WORK ITEM - The word "bool" occurs in some of the lines below; copy each of those lines.
:: THE INPUT ::
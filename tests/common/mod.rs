//! Shared test harness for integration tests.
//!
//! Provides [`TestHarness`], which wires a [`BotContext`] to in-memory fakes:
//! a [`RecordingGateway`] in place of Telegram, a [`FakeExtractor`] in place
//! of yt-dlp, and fixed duration/transcode stand-ins for ffprobe and ffmpeg.

#![allow(dead_code)]

use std::path::{Path, PathBuf};
use std::sync::atomic::{AtomicI64, Ordering};
use std::sync::{Arc, Mutex};

use async_trait::async_trait;
use tempfile::TempDir;

use tubecast::bot::BotContext;
use tubecast::telegram::{AudioUpload, Chat, ChatGateway, Message, User};
use tubecast_av::{
    AudioEncoding, AudioExtractor, DurationProber, Segment, SplitSettings, Splitter, Transcoder,
    VideoInfo,
};

/// A chat operation observed by [`RecordingGateway`].
#[derive(Debug, Clone, PartialEq)]
pub enum Call {
    Send {
        chat_id: i64,
        reply_to: Option<i64>,
        text: String,
        message_id: i64,
    },
    Edit {
        message_id: i64,
        text: String,
    },
    Delete {
        message_id: i64,
    },
    Audio {
        upload: AudioUpload,
        /// Whether the audio file existed when it was uploaded.
        existed: bool,
        thumbnail_existed: bool,
    },
}

pub struct RecordingGateway {
    calls: Mutex<Vec<Call>>,
    next_id: AtomicI64,
}

impl RecordingGateway {
    pub fn new() -> Self {
        Self {
            calls: Mutex::new(Vec::new()),
            next_id: AtomicI64::new(1000),
        }
    }

    pub fn calls(&self) -> Vec<Call> {
        self.calls.lock().unwrap().clone()
    }

    pub fn sent_texts(&self) -> Vec<String> {
        self.calls()
            .into_iter()
            .filter_map(|c| match c {
                Call::Send { text, .. } => Some(text),
                _ => None,
            })
            .collect()
    }

    pub fn edits(&self) -> Vec<String> {
        self.calls()
            .into_iter()
            .filter_map(|c| match c {
                Call::Edit { text, .. } => Some(text),
                _ => None,
            })
            .collect()
    }

    pub fn uploads(&self) -> Vec<(AudioUpload, bool, bool)> {
        self.calls()
            .into_iter()
            .filter_map(|c| match c {
                Call::Audio {
                    upload,
                    existed,
                    thumbnail_existed,
                } => Some((upload, existed, thumbnail_existed)),
                _ => None,
            })
            .collect()
    }

    pub fn deleted(&self) -> Vec<i64> {
        self.calls()
            .into_iter()
            .filter_map(|c| match c {
                Call::Delete { message_id } => Some(message_id),
                _ => None,
            })
            .collect()
    }
}

#[async_trait]
impl ChatGateway for RecordingGateway {
    async fn send_text(
        &self,
        chat_id: i64,
        reply_to: Option<i64>,
        text: &str,
    ) -> anyhow::Result<Message> {
        let message_id = self.next_id.fetch_add(1, Ordering::SeqCst);
        self.calls.lock().unwrap().push(Call::Send {
            chat_id,
            reply_to,
            text: text.to_string(),
            message_id,
        });
        Ok(Message {
            message_id,
            chat: Chat { id: chat_id },
            from: None,
            text: Some(text.to_string()),
        })
    }

    async fn edit_text(&self, _chat_id: i64, message_id: i64, text: &str) -> anyhow::Result<()> {
        self.calls.lock().unwrap().push(Call::Edit {
            message_id,
            text: text.to_string(),
        });
        Ok(())
    }

    async fn delete_message(&self, _chat_id: i64, message_id: i64) -> anyhow::Result<()> {
        self.calls.lock().unwrap().push(Call::Delete { message_id });
        Ok(())
    }

    async fn send_audio(
        &self,
        _chat_id: i64,
        _reply_to: Option<i64>,
        audio: &AudioUpload,
    ) -> anyhow::Result<()> {
        let existed = audio.path.exists();
        let thumbnail_existed = audio.thumbnail.as_deref().is_some_and(Path::exists);
        self.calls.lock().unwrap().push(Call::Audio {
            upload: audio.clone(),
            existed,
            thumbnail_existed,
        });
        Ok(())
    }
}

/// Extractor that "downloads" a sparse file of a fixed size.
pub struct FakeExtractor {
    pub info: VideoInfo,
    pub audio_size: u64,
    pub fail_download: bool,
}

#[async_trait]
impl AudioExtractor for FakeExtractor {
    async fn fetch_info(&self, _url: &str) -> tubecast_av::Result<VideoInfo> {
        Ok(self.info.clone())
    }

    async fn download_audio(&self, _url: &str, output_stem: &Path) -> tubecast_av::Result<PathBuf> {
        let mut name = output_stem.as_os_str().to_os_string();
        name.push(".mp3");
        let path = PathBuf::from(name);

        if self.fail_download {
            // Leave a partial download behind, like an interrupted yt-dlp run.
            let mut partial = path.as_os_str().to_os_string();
            partial.push(".part");
            std::fs::write(PathBuf::from(partial), b"partial")?;
            return Err(tubecast_av::Error::tool_failed(
                "yt-dlp",
                "ERROR: Private video",
            ));
        }

        let file = std::fs::File::create(&path)?;
        file.set_len(self.audio_size)?;
        Ok(path)
    }
}

pub struct FixedProber(pub f64);

#[async_trait]
impl DurationProber for FixedProber {
    async fn probe_duration(&self, _path: &Path) -> f64 {
        self.0
    }
}

/// Writes a small placeholder for each requested segment.
pub struct StubTranscoder;

#[async_trait]
impl Transcoder for StubTranscoder {
    async fn transcode(
        &self,
        _input: &Path,
        output: &Path,
        segment: &Segment,
        _encoding: &AudioEncoding,
    ) -> tubecast_av::Result<()> {
        std::fs::write(output, format!("part {}", segment.number()))?;
        Ok(())
    }
}

pub fn video_info(thumbnail: Option<String>) -> VideoInfo {
    VideoInfo {
        title: "Long Mix".into(),
        channel: "Some DJ".into(),
        duration: Some(300),
        thumbnail,
    }
}

pub fn text_message(message_id: i64, chat_id: i64, user_id: i64, text: &str) -> Message {
    Message {
        message_id,
        chat: Chat { id: chat_id },
        from: Some(User {
            id: user_id,
            is_bot: false,
            first_name: "Sam".into(),
            username: None,
        }),
        text: Some(text.to_string()),
    }
}

/// Test harness wrapping a [`BotContext`] backed by fakes and a temporary
/// download directory.
pub struct TestHarness {
    pub ctx: BotContext,
    pub gateway: Arc<RecordingGateway>,
    pub temp: TempDir,
}

impl TestHarness {
    /// `max_part_bytes` is the split ceiling; the prober reports 300 seconds.
    pub fn new(extractor: FakeExtractor, max_part_bytes: u64) -> Self {
        let temp = tempfile::tempdir().unwrap();
        let gateway = Arc::new(RecordingGateway::new());
        let settings = SplitSettings {
            max_part_bytes,
            ..SplitSettings::default()
        };
        let splitter = Splitter::new(
            Arc::new(FixedProber(300.0)),
            Arc::new(StubTranscoder),
            settings,
        )
        .unwrap();

        let ctx = BotContext {
            gateway: gateway.clone(),
            extractor: Arc::new(extractor),
            splitter: Arc::new(splitter),
            http: reqwest::Client::new(),
            temp_dir: temp.path().join("downloads"),
        };

        Self { ctx, gateway, temp }
    }

    pub fn download_dir(&self) -> PathBuf {
        self.ctx.temp_dir.clone()
    }

    /// Files left in the download directory.
    pub fn leftover_files(&self) -> Vec<String> {
        let mut names: Vec<String> = std::fs::read_dir(self.download_dir())
            .map(|entries| {
                entries
                    .filter_map(|e| e.ok())
                    .map(|e| e.file_name().to_string_lossy().into_owned())
                    .collect()
            })
            .unwrap_or_default();
        names.sort();
        names
    }
}
//! Size-bounded audio splitting.
//!
//! [`Splitter::split_if_needed`] decides from the file's byte size whether it
//! must be split, plans uniform time ranges with [`SegmentPlan`], and
//! transcodes each range to its own file in index order. Problems that stop a
//! split never fail the request: the original file is handed back inside
//! [`SplitOutcome::Unsplit`] together with the reason.

mod plan;

pub use plan::{part_count, Segment, SegmentPlan};

use std::path::{Path, PathBuf};
use std::sync::Arc;

use serde::{Deserialize, Serialize};

use crate::probe::DurationProber;
use crate::transcode::{AudioEncoding, Transcoder};
use crate::{Error, Result};

/// Telegram bots may upload at most 50 MB; stay comfortably under it.
pub const DEFAULT_MAX_PART_BYTES: u64 = 45 * 1024 * 1024;

/// Parameters for splitting.
#[derive(Debug, Clone, PartialEq, Eq, Serialize, Deserialize)]
pub struct SplitSettings {
    /// Size ceiling for a single deliverable file, in bytes.
    pub max_part_bytes: u64,
    /// Encoder settings for output parts.
    pub encoding: AudioEncoding,
    /// Extension applied to output part names.
    pub extension: String,
}

impl Default for SplitSettings {
    fn default() -> Self {
        Self {
            max_part_bytes: DEFAULT_MAX_PART_BYTES,
            encoding: AudioEncoding::default(),
            extension: "mp3".into(),
        }
    }
}

/// One produced output file and the range of the source it holds.
#[derive(Debug, Clone, PartialEq)]
pub struct SplitPart {
    pub path: PathBuf,
    pub segment: Segment,
}

/// Why a file was returned without being split.
#[derive(Debug, Clone, PartialEq)]
pub enum UnsplitReason {
    /// The file already fits under the ceiling.
    WithinCeiling,
    /// The duration probe failed or reported zero.
    UnknownDuration,
    /// A transcode failed; partial output was removed.
    TranscodeFailed { part: usize, message: String },
}

/// Result of [`Splitter::split_if_needed`].
#[derive(Debug, Clone, PartialEq)]
pub enum SplitOutcome {
    /// The original was replaced by these parts, in index order.
    Split { parts: Vec<SplitPart> },
    /// The original file is returned unchanged.
    Unsplit { path: PathBuf, reason: UnsplitReason },
}

impl SplitOutcome {
    /// The files to deliver, in order.
    pub fn paths(&self) -> Vec<PathBuf> {
        match self {
            SplitOutcome::Split { parts } => parts.iter().map(|p| p.path.clone()).collect(),
            SplitOutcome::Unsplit { path, .. } => vec![path.clone()],
        }
    }

    pub fn part_count(&self) -> usize {
        match self {
            SplitOutcome::Split { parts } => parts.len(),
            SplitOutcome::Unsplit { .. } => 1,
        }
    }

    /// Whether the outcome is a degraded fallback rather than the expected
    /// result for the input.
    pub fn is_degraded(&self) -> bool {
        matches!(
            self,
            SplitOutcome::Unsplit {
                reason: UnsplitReason::UnknownDuration | UnsplitReason::TranscodeFailed { .. },
                ..
            }
        )
    }
}

/// Path of output part `number` (1-based): the input path without its
/// extension, suffixed with `_part{number}`, with `extension` reapplied.
pub fn part_path(input: &Path, number: usize, extension: &str) -> PathBuf {
    let stem = input
        .file_stem()
        .map(|s| s.to_string_lossy().into_owned())
        .unwrap_or_default();
    input.with_file_name(format!("{stem}_part{number}.{extension}"))
}

/// Plans and performs size-bounded splits.
#[derive(Clone)]
pub struct Splitter {
    prober: Arc<dyn DurationProber>,
    transcoder: Arc<dyn Transcoder>,
    settings: SplitSettings,
}

impl std::fmt::Debug for Splitter {
    fn fmt(&self, f: &mut std::fmt::Formatter<'_>) -> std::fmt::Result {
        f.debug_struct("Splitter")
            .field("settings", &self.settings)
            .finish_non_exhaustive()
    }
}

impl Splitter {
    /// Create a splitter.
    ///
    /// # Errors
    ///
    /// Returns [`Error::InvalidInput`] if the size ceiling is zero.
    pub fn new(
        prober: Arc<dyn DurationProber>,
        transcoder: Arc<dyn Transcoder>,
        settings: SplitSettings,
    ) -> Result<Self> {
        if settings.max_part_bytes == 0 {
            return Err(Error::InvalidInput("max_part_bytes must be positive".into()));
        }
        Ok(Self {
            prober,
            transcoder,
            settings,
        })
    }

    pub fn settings(&self) -> &SplitSettings {
        &self.settings
    }

    /// Split `path` into parts that each fit under the ceiling, if needed.
    ///
    /// Parts are produced strictly one after another. On success the
    /// original is deleted and ownership of the parts passes to the caller.
    ///
    /// # Errors
    ///
    /// Only if the size of `path` cannot be read.
    pub async fn split_if_needed(&self, path: &Path) -> Result<SplitOutcome> {
        let size = tokio::fs::metadata(path).await?.len();
        let ceiling = self.settings.max_part_bytes;

        if size <= ceiling {
            return Ok(SplitOutcome::Unsplit {
                path: path.to_path_buf(),
                reason: UnsplitReason::WithinCeiling,
            });
        }

        let duration = self.prober.probe_duration(path).await;
        if duration <= 0.0 {
            tracing::warn!(
                "{} is {size} bytes (ceiling {ceiling}) but has no usable duration; delivering unsplit",
                path.display()
            );
            return Ok(SplitOutcome::Unsplit {
                path: path.to_path_buf(),
                reason: UnsplitReason::UnknownDuration,
            });
        }

        let plan = SegmentPlan::new(size, ceiling, duration);
        tracing::info!(
            "splitting {} ({size} bytes, {duration:.3}s) into {} parts of {:.3}s",
            path.display(),
            plan.len(),
            plan.part_duration()
        );

        let mut parts: Vec<SplitPart> = Vec::with_capacity(plan.len());
        for segment in plan.segments() {
            let output = part_path(path, segment.number(), &self.settings.extension);

            if let Err(e) = self
                .transcoder
                .transcode(path, &output, segment, &self.settings.encoding)
                .await
            {
                tracing::warn!(
                    "part {}/{} of {} failed: {e}; delivering unsplit",
                    segment.number(),
                    plan.len(),
                    path.display()
                );
                discard_partial_output(parts.iter().map(|p| p.path.as_path()).chain([output.as_path()]))
                    .await;
                return Ok(SplitOutcome::Unsplit {
                    path: path.to_path_buf(),
                    reason: UnsplitReason::TranscodeFailed {
                        part: segment.number(),
                        message: e.to_string(),
                    },
                });
            }

            parts.push(SplitPart {
                path: output,
                segment: *segment,
            });
        }

        if let Err(e) = tokio::fs::remove_file(path).await {
            tracing::warn!("failed to remove split original {}: {e}", path.display());
        }

        Ok(SplitOutcome::Split { parts })
    }
}

async fn discard_partial_output<'a>(paths: impl Iterator<Item = &'a Path>) {
    for path in paths {
        match tokio::fs::remove_file(path).await {
            Ok(()) => tracing::debug!("removed partial output {}", path.display()),
            Err(e) if e.kind() == std::io::ErrorKind::NotFound => {}
            Err(e) => tracing::warn!("failed to remove partial output {}: {e}", path.display()),
        }
    }
}
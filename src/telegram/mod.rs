//! Telegram Bot API access.
//!
//! The bot talks to chats only through [`ChatGateway`], so request handling
//! can be exercised against an in-memory gateway in tests.

mod client;
pub mod types;

pub use client::TelegramClient;
pub use types::{Chat, Message, Update, User};

use anyhow::Result;
use async_trait::async_trait;
use std::path::PathBuf;

/// An audio file to upload, with the metadata shown by Telegram clients.
#[derive(Debug, Clone, PartialEq)]
pub struct AudioUpload {
    pub path: PathBuf,
    pub thumbnail: Option<PathBuf>,
    pub caption: String,
    pub title: String,
    pub performer: String,
    /// Playback length in whole seconds.
    pub duration: Option<u64>,
}

/// The chat operations request handling needs.
#[async_trait]
pub trait ChatGateway: Send + Sync {
    /// Send a text message, optionally as a reply, and return it.
    async fn send_text(&self, chat_id: i64, reply_to: Option<i64>, text: &str) -> Result<Message>;

    /// Replace the text of a message the bot sent earlier.
    async fn edit_text(&self, chat_id: i64, message_id: i64, text: &str) -> Result<()>;

    async fn delete_message(&self, chat_id: i64, message_id: i64) -> Result<()>;

    /// Upload an audio file, optionally as a reply.
    async fn send_audio(&self, chat_id: i64, reply_to: Option<i64>, audio: &AudioUpload)
        -> Result<()>;
}
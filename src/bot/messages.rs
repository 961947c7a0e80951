//! User-facing texts.

use tubecast_av::VideoInfo;

pub const WELCOME: &str = "🎵 Welcome to YouTube Audio Converter Bot!\n\n\
Send me a YouTube URL and I'll convert it to audio for you.\n\n\
Just paste the link and I'll handle the rest! 🎧";

pub const INVALID_URL: &str = "❌ Invalid URL. Please send a valid YouTube link.";
pub const PROCESSING: &str = "⏳ Processing your request...";
pub const FETCHING_INFO: &str = "📥 Fetching video information...";
pub const DOWNLOADING: &str = "⬇️ Downloading audio...";
pub const CONVERTING: &str = "🎵 Converting audio...";

pub const DOWNLOAD_FAILED: &str = "❌ Error: Unable to download this video.\n\
It might be age-restricted, private, or unavailable.";

pub const PROCESSING_FAILED: &str = "❌ An error occurred while processing your request.\n\
Please try again later or with a different video.";

/// Usage text; mentions the per-part limit in whole megabytes.
pub fn help(max_part_bytes: u64) -> String {
    format!(
        "📖 How to use:\n\n\
         1. Send me any YouTube video URL\n\
         2. Wait while I process it\n\
         3. Receive your audio file(s)\n\n\
         Note: Large videos will be split into multiple parts (under {}MB each)",
        max_part_bytes / (1024 * 1024)
    )
}

pub fn sending(parts: usize) -> String {
    format!("📤 Sending audio... ({} part(s))", parts)
}

/// Caption for part `number` (1-based) of `total`.
pub fn caption(info: &VideoInfo, number: usize, total: usize) -> String {
    let mut caption = format!("🎵 {}", info.title);
    if total > 1 {
        caption.push_str(&format!("\n📦 Part {}/{}", number, total));
    }
    caption.push_str(&format!("\n👤 {}", info.channel));
    caption
}
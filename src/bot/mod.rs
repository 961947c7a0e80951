//! The chat bot: long polling and per-message request handling.

pub mod handler;
pub mod messages;
pub mod thumbnail;

pub use handler::{handle_message, process_youtube_url, BotContext, ProcessError};

use std::time::Duration;

use crate::telegram::TelegramClient;

/// Pause before polling again after a failed getUpdates call.
const RETRY_DELAY: Duration = Duration::from_secs(5);

/// Poll Telegram for updates until Ctrl-C, handling each message on its own
/// task.
pub async fn run_polling(
    client: TelegramClient,
    ctx: BotContext,
    poll_timeout: Duration,
) -> anyhow::Result<()> {
    let mut offset: Option<i64> = None;
    let shutdown = tokio::signal::ctrl_c();
    tokio::pin!(shutdown);

    loop {
        let updates = tokio::select! {
            _ = &mut shutdown => {
                tracing::info!("Received Ctrl-C, stopping bot");
                break;
            }
            result = client.get_updates(offset, poll_timeout) => result,
        };

        let updates = match updates {
            Ok(updates) => updates,
            Err(e) => {
                tracing::warn!("getUpdates failed: {:#}; retrying in {:?}", e, RETRY_DELAY);
                tokio::time::sleep(RETRY_DELAY).await;
                continue;
            }
        };

        for update in updates {
            offset = Some(update.update_id + 1);
            let Some(message) = update.message else {
                continue;
            };

            let ctx = ctx.clone();
            tokio::spawn(async move {
                let chat_id = message.chat.id;
                if let Err(e) = handle_message(&ctx, message).await {
                    tracing::error!("failed to handle message in chat {}: {:#}", chat_id, e);
                }
            });
        }
    }

    Ok(())
}
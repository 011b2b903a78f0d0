//! Hearts lobby server.
//!
//! Seats players four at a time and runs each full table as its own
//! async actor.

mod config;

use std::net::SocketAddr;

use anyhow::Error;
use ctrlc::set_handler;
use log::info;
use pico_args::Arguments;
use tokio::net::TcpListener;

use config::ServerConfig;

const HELP: &str = "\
Run a Hearts server

USAGE:
  hearts_server [OPTIONS]

OPTIONS:
  --bind          IP:PORT  Server socket bind address  [default: env SERVER_BIND or 127.0.0.1:6969]
  --points-limit  N        Points that end the game    [default: env POINTS_LIMIT or 100]

FLAGS:
  -h, --help               Print help information

ENVIRONMENT:
  SERVER_BIND              Server bind address (e.g., 0.0.0.0:6969)
  POINTS_LIMIT             Points that end the game
  HOLD_ROUNDS              Skip passing every fourth round (true/false)
  TURN_TIMEOUT_SECS        Seconds before an idle player is pinged (0 = never)
  LOBBY_POLL_MS            Lobby poll interval in milliseconds
  RUST_LOG                 Log filter (e.g., info, debug)
  (A .env file in the working directory is loaded if present)
";

struct Args {
    bind: Option<SocketAddr>,
    points_limit: Option<u32>,
}

#[tokio::main]
async fn main() -> Result<(), Error> {
    // Load .env file if it exists
    let _ = dotenvy::dotenv();

    let mut pargs = Arguments::from_env();

    // Help has a higher priority and should be handled separately.
    if pargs.contains(["-h", "--help"]) {
        print!("{HELP}");
        std::process::exit(0);
    }

    let args = Args {
        bind: pargs.opt_value_from_str("--bind")?,
        points_limit: pargs.opt_value_from_str("--points-limit")?,
    };
    let config = ServerConfig::from_env(args.bind, args.points_limit)?;

    // Catching signals for exit.
    set_handler(|| std::process::exit(0))?;

    env_logger::builder()
        .filter_level(log::LevelFilter::Info)
        .parse_default_env()
        .format_target(false)
        .init();
    info!("Starting Hearts server at {}", config.bind);
    info!(
        "Points limit {}, hold rounds {}, turn timeout {:?}",
        config.points_limit, config.hold_rounds, config.turn_timeout
    );

    let listener = TcpListener::bind(config.bind).await?;
    hearts::server::serve(listener, config.hearts_config()).await
}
:::
RESULT OF THE EXERCISE -
        existed: bool,
        thumbnail_existed: bool,
    pub fn uploads(&self) -> Vec<(AudioUpload, bool, bool)> {
    pub fail_download: bool,
    pub fn is_degraded(&self) -> bool {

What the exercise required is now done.